Almost everyone struggles to answer this question at some point in their life, and it is a difficult one, but I can make it easier.  To understand how to answer this question and define ourselves, let’s explore how we define others.  Let’s try to define Bob in the following scenario:

Action: Bob spills milk onto Alice.

 

Bob’s point of view

Intention: ? I won’t reveal for now

Motivation: ? I won’t reveal for now

Alice’s point of view

Perception: From her angle, Bob moved his hand to the cup, then tipped it over onto her.

Interpretation: Intentional. Malicious Intent, Malicious Motivation.

Impression: Bob wanted to ruin her day and is a bad person

Tom’s point of view

Perception: From his angle, Bob’s sleeve looked like it got caught on the table, and as he was pulling free he hit the cup and spilled the milk.

Interpretation: Accident. Benign Intent, Benign Motivation.

Impression: Tom thinks Bob is a clumsy person for not planning ahead (alternate: Tom forgives Bob’s legitimate mistake and makes no note of it)

 

Aftermath

1. Bob says “sorry it was an accident” and Tom will confirm this.

2. Bob doesn’t want to be seen as clumsy, and has a poor idea of what is badass, so he’ll say “word” and end up looking like a jerk.

Reception of Bob’s explanation (#1)

Alice: Correct’s her view of Bob from bad person to clumsy, or chooses not to believe it and maintains her original view.

Tom: confirms his conclusion that Bob is clumsy.

Reception of Bob’s explanation (#2)

Alice: Confirms her view that Bob is a bad person.

Tom: Is amazed at how badass Bob is.

 

We as humans understand our world by giving things identities.  In the example above, we saw how Bob is assigned an identity by everyone he meets, because identity is a subjective human concept used to rationalize and understand the world.  These subjective identities are formed independently: Alice defines Bob as a bad person, Tom defines Bob as a badass person.  Who is Bob depends on who you ask.

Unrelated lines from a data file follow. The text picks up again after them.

//! Error types for position parsing.

use std::fmt;

use super::{Color, Square};

/// Error type for FEN parsing failures
#[derive(Debug, Clone, PartialEq, Eq)]
pub enum FenError {
    /// FEN string does not have exactly six fields
    WrongFieldCount { found: usize },
    /// Piece placement does not describe exactly eight ranks
    InvalidRankCount { found: usize },
    /// Invalid piece character in position string
    InvalidPiece { char: char },
    /// A rank does not cover exactly eight files
    BadRankLength { rank: usize, files: usize },
    /// Invalid side to move (must be 'w' or 'b')
    InvalidSideToMove { found: String },
    /// Invalid castling character
    InvalidCastling { char: char },
    /// Invalid en passant square
    InvalidEnPassant { found: String },
    /// Halfmove clock or fullmove number is not a valid counter
    InvalidCounter { field: &'static str, found: String },
    /// Each side needs exactly one king
    KingCount { color: Color, found: u32 },
    /// Pawns cannot stand on the first or eighth rank
    PawnOnBackRank { square: Square },
}

impl fmt::Display for FenError {
    fn fmt(&self, f: &mut fmt::Formatter<'_>) -> fmt::Result {
        match self {
            FenError::WrongFieldCount { found } => {
                write!(f, "FEN must have exactly 6 fields, found {found}")
            }
            FenError::InvalidRankCount { found } => {
                write!(f, "piece placement must have 8 ranks, found {found}")
            }
            FenError::InvalidPiece { char } => {
                write!(f, "Invalid piece character '{char}' in FEN")
            }
            FenError::BadRankLength { rank, files } => {
                write!(f, "rank {} covers {files} files, expected 8", 8 - rank)
            }
            FenError::InvalidSideToMove { found } => {
                write!(f, "Invalid side to move '{found}', expected 'w' or 'b'")
            }
            FenError::InvalidCastling { char } => {
                write!(f, "Invalid castling character '{char}' in FEN")
            }
            FenError::InvalidEnPassant { found } => {
                write!(f, "Invalid en passant square '{found}'")
            }
            FenError::InvalidCounter { field, found } => {
                write!(f, "Invalid {field} '{found}'")
            }
            FenError::KingCount { color, found } => {
                write!(f, "{color} has {found} kings, expected exactly 1")
            }
            FenError::PawnOnBackRank { square } => {
                write!(f, "pawn on back rank square {square}")
            }
        }
    }
}

impl std::error::Error for FenError {}

/// Error type for square parsing failures
#[derive(Debug, Clone, PartialEq, Eq)]
pub enum SquareError {
    /// Rank out of bounds (must be 0-7)
    RankOutOfBounds { rank: usize },
    /// File out of bounds (must be 0-7)
    FileOutOfBounds { file: usize },
    /// Invalid algebraic notation
    InvalidNotation { notation: String },
}

impl fmt::Display for SquareError {
    fn fmt(&self, f: &mut fmt::Formatter<'_>) -> fmt::Result {
        match self {
            SquareError::RankOutOfBounds { rank } => {
                write!(f, "Rank {rank} out of bounds (must be 0-7)")
            }
            SquareError::FileOutOfBounds { file } => {
                write!(f, "File {file} out of bounds (must be 0-7)")
            }
            SquareError::InvalidNotation { notation } => {
                write!(f, "Invalid square notation '{notation}'")
            }
        }
    }
}

impl std::error::Error for SquareError {}

#[cfg(test)]
mod tests {
    use super::*;

    #[test]
    fn test_fen_error_wrong_field_count() {
        let err = FenError::WrongFieldCount { found: 4 };
        assert!(err.to_string().contains('4'));
        assert!(err.to_string().contains('6'));
    }

    #[test]
    fn test_fen_error_invalid_piece() {
        let err = FenError::InvalidPiece { char: 'z' };
        assert!(err.to_string().contains("'z'"));
    }

    #[test]
    fn test_fen_error_bad_rank_length_names_rank() {
        let err = FenError::BadRankLength { rank: 0, files: 7 };
        assert!(err.to_string().contains("rank 8"));
        assert!(err.to_string().contains('7'));
    }

    #[test]
    fn test_fen_error_invalid_counter() {
        let err = FenError::InvalidCounter {
            field: "halfmove clock",
            found: "x".to_string(),
        };
        assert!(err.to_string().contains("halfmove clock"));
    }

    #[test]
    fn test_fen_error_king_count() {
        let err = FenError::KingCount {
            color: Color::Black,
            found: 0,
        };
        assert!(err.to_string().contains("Black"));
    }

    #[test]
    fn test_square_error_invalid_notation() {
        let err = SquareError::InvalidNotation {
            notation: "xyz".to_string(),
        };
        assert!(err.to_string().contains("xyz"));
    }

    #[test]
    fn test_error_clone() {
        let err = FenError::InvalidPiece { char: 'x' };
        assert_eq!(err.clone(), err);
    }
}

But what if you ask some 3rd party capable of universal, objective truth: Who is Bob?  Is Bob a bad person, or a clumsy person?  That 3rd party, let’s call Truth, would take a look at the life of Bob:

  • When he was 8, Bob was messing around with Alice his sister while Tom his Father looked on.
  • When he was 18, Bob was not good at flirting with his crush Alice while his wingman Tom looked on.
  • When he was 28, Bob was at his first formal business meeting with Alice and Tom and hadn’t gotten used to wearing suits and dress shirt sleeves.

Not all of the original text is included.